Invero, al pignoramento presso terzi ex art. 72-bis d.P.R. n. 602/1973, si applica il disposto dell'art. 543, secondo comma, n. l, c.p.c., secondo cui l'atto deve contenere l'indicazione del credito per cui si procede.

In particolare l'atto di pignoramento deve contenere il riferimento all'avviso di accertamento o alla cartella di pagamento o, eventualmente, all'avviso di mora, i quali informano il debitore sulla fonte e natura del credito per cui si procede a riscossione.

Laddove non sia specificato il credito per cui si procede, il relativo pignoramento è da intendersi nullo (v. Cass.

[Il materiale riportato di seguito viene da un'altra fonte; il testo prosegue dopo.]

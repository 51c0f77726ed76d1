//! # Pagination Configuration
//!
//! Every safety valve and every class name the engine recognizes lives here
//! rather than in the algorithm. All fields have defaults, so an empty JSON
//! object is a valid configuration.

use std::time::Duration;

use serde::{Deserialize, Serialize};

use crate::error::FolioError;

/// Complete configuration for one pagination run.
#[derive(Debug, Clone, Serialize, Deserialize)]
#[serde(rename_all = "camelCase", default)]
pub struct PaginationConfig {
    pub limits: Limits,
    /// Slack in pixels before content counts as overflowing.
    pub tolerance: f64,
    /// Clearance kept above the footer, added to the bottom inset.
    pub footer_buffer: f64,
    pub markers: Markers,
    /// Headings that never get pulled onto the next page with the block
    /// that follows them. Matched against the trimmed heading text.
    pub orphan_exempt_headings: Vec<String>,
    /// Appended to the TOC title on continuation pages.
    pub continued_suffix: String,
}

impl Default for PaginationConfig {
    fn default() -> Self {
        Self {
            limits: Limits::default(),
            tolerance: 2.0,
            footer_buffer: 12.0,
            markers: Markers::default(),
            orphan_exempt_headings: vec!["Proposed Pricing".to_string()],
            continued_suffix: " (CONTINUED)".to_string(),
        }
    }
}

impl PaginationConfig {
    /// Load a configuration from JSON. Missing fields keep their defaults.
    pub fn from_json(json: &str) -> Result<Self, FolioError> {
        Ok(serde_json::from_str(json)?)
    }

    pub fn is_orphan_exempt(&self, heading_text: &str) -> bool {
        let text = heading_text.trim();
        self.orphan_exempt_headings.iter().any(|h| h.trim() == text)
    }
}

/// Bounds that guarantee termination on pathological content.
#[derive(Debug, Clone, Serialize, Deserialize)]
#[serde(rename_all = "camelCase", default)]
pub struct Limits {
    /// Outer pagination passes.
    pub max_passes: usize,
    /// Queue steps inside one pass.
    pub max_steps_per_pass: usize,
    /// Times a single page may be revisited within one pass.
    pub max_page_retries: u32,
    /// Wall-clock budget for the whole pass loop.
    pub time_budget_ms: u64,
    /// Moves the final remediation sweep may make.
    pub max_forced_moves: usize,
}

impl Default for Limits {
    fn default() -> Self {
        Self {
            max_passes: 7,
            max_steps_per_pass: 2000,
            max_page_retries: 50,
            time_budget_ms: 5000,
            max_forced_moves: 12,
        }
    }
}

impl Limits {
    pub fn time_budget(&self) -> Duration {
        Duration::from_millis(self.time_budget_ms)
    }
}

/// Class names that give the markup its page structure.
#[derive(Debug, Clone, Serialize, Deserialize)]
#[serde(rename_all = "camelCase", default)]
pub struct Markers {
    pub page: String,
    pub cover: String,
    pub toc: String,
    /// `<header>` elements are recognized as well.
    pub header: String,
    /// `<footer>` elements are recognized as well.
    pub footer: String,
    pub body: String,
    pub page_number: String,
    pub page_total: String,
    pub force_break: Vec<String>,
    pub keep_together: Vec<String>,
    pub no_number: String,
    pub toc_list: String,
    pub toc_title: String,
    pub heading_number: String,
}

impl Default for Markers {
    fn default() -> Self {
        Self {
            page: "page".to_string(),
            cover: "cover".to_string(),
            toc: "toc".to_string(),
            header: "page-header".to_string(),
            footer: "page-footer".to_string(),
            body: "page-body".to_string(),
            page_number: "page-number".to_string(),
            page_total: "page-total".to_string(),
            force_break: vec!["page-break".to_string(), "force-page-break".to_string()],
            keep_together: vec![
                "component-layout".to_string(),
                "architecture-section".to_string(),
                "support-table-core".to_string(),
            ],
            no_number: "no-number".to_string(),
            toc_list: "toc-list".to_string(),
            toc_title: "toc-title".to_string(),
            heading_number: "heading-number".to_string(),
        }
    }
}

#[cfg(test)]
mod tests {
    use super::*;

    #[test]
    fn empty_object_gives_defaults() {
        let config = PaginationConfig::from_json("{}").unwrap();
        assert_eq!(config.limits.max_passes, 7);
        assert_eq!(config.limits.max_steps_per_pass, 2000);
        assert_eq!(config.limits.max_page_retries, 50);
        assert_eq!(config.limits.time_budget(), Duration::from_secs(5));
        assert_eq!(config.limits.max_forced_moves, 12);
        assert_eq!(config.markers.page, "page");
    }

    #[test]
    fn partial_overrides() {
        let config = PaginationConfig::from_json(
            r#"{ "limits": { "maxPasses": 3 }, "orphanExemptHeadings": [], "markers": { "body": "sheet-body" } }"#,
        )
        .unwrap();
        assert_eq!(config.limits.max_passes, 3);
        assert_eq!(config.limits.max_forced_moves, 12);
        assert_eq!(config.markers.body, "sheet-body");
        assert_eq!(config.markers.footer, "page-footer");
        assert!(!config.is_orphan_exempt("Proposed Pricing"));
    }

    #[test]
    fn orphan_exemption_matches_trimmed_text() {
        let config = PaginationConfig::default();
        assert!(config.is_orphan_exempt("  Proposed Pricing \n"));
        assert!(!config.is_orphan_exempt("Proposed Pricing Details"));
    }

    #[test]
    fn wrong_type_is_a_config_error() {
        let err = PaginationConfig::from_json(r#"{ "tolerance": "lots" }"#).unwrap_err();
        assert!(matches!(err, FolioError::Config { .. }));
    }
}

Civ., n. 26519/2017).

L'atto di pignoramento deve, altresì, indicare il debito del terzo, dovuto al debitore iscritto a ruolo.

A mente del comma 1 bis dell'art. 72-bis, introdotto dall'art. 1 comma 141 L. n. 244/2007, l'atto di pignoramento può essere redatto e sottoscritto anche da dipendente dell'AdR che non possiede la qualifica di ufficiale della riscossione: in tale ipotesi, l'atto deve recare l'indicazione a stampa dell'Agente della Riscossione e non va annotato in ordine cronologico, nel registro tenuto dagli ufficiali di riscossione (v. art. 44 co. 1 D.Lgs. n. 112/1999).

Sul punto, laddove il pignoramento diretto di cui al citato art. 72-bis dovesse tramutarsi in citazione per pignoramento presso terzi ex art. 543 c.p.c. (ad esempio, laddove vi dovesse essere inottemperanza del terzo), detta citazione è valida, anche laddove sottoscritta da funzionario delegato dall'agente di riscossione.

In tale circostanza non è necessaria la sottoscrizione di un difensore abilitato munito di procura, giacché l'art. 41, comma 1 e comma 2 lettera c), del D.Lgs. n. 112/1999, stabilisce che l'agente della riscossione può essere rappresentato dai dipendenti delegati, che possono stare in giudizio personalmente (v. Cass. Civ., n. 26830/2017).

Crediti pignorabili e crediti impignorabili

Il Concessionario della Riscossione può pignorare la generalità dei crediti, esclusi quelli pensionistici e quelli indicati dall'art. 545 c.p.c..

Quest'ultima norma esclude la pignorabilità dei crediti di cui appresso si dirà.

Sono esclusi i seguenti crediti:

1) i crediti alimentari sono pignorabili solo per causa di alimenti, previa autorizzazione del giudice e nella misura da lui determinata con decreto.

Detti crediti alimentari impignorabili, sono soltanto quelli che non debbono, a loro volta, soddisfare un credito alimentare; in quest'ultimo caso, la natura del credito vantato dal creditore procedente prevale sulla destinazione del credito vantato dal debitore escusso.

Pertanto, per i crediti alimentari è possibile parlare d'impignorabilità relativa, sia perché possono essere aggrediti solo per soddisfare crediti della stessa natura, sia perché presuppongono il provvedimento autorizzativo del giudice.

In ordine a tali crediti, essi non saranno pignorabili da parte del Concessionario, il quale agisce per la riscossione di tributi, ossia per crediti di natura non alimentare.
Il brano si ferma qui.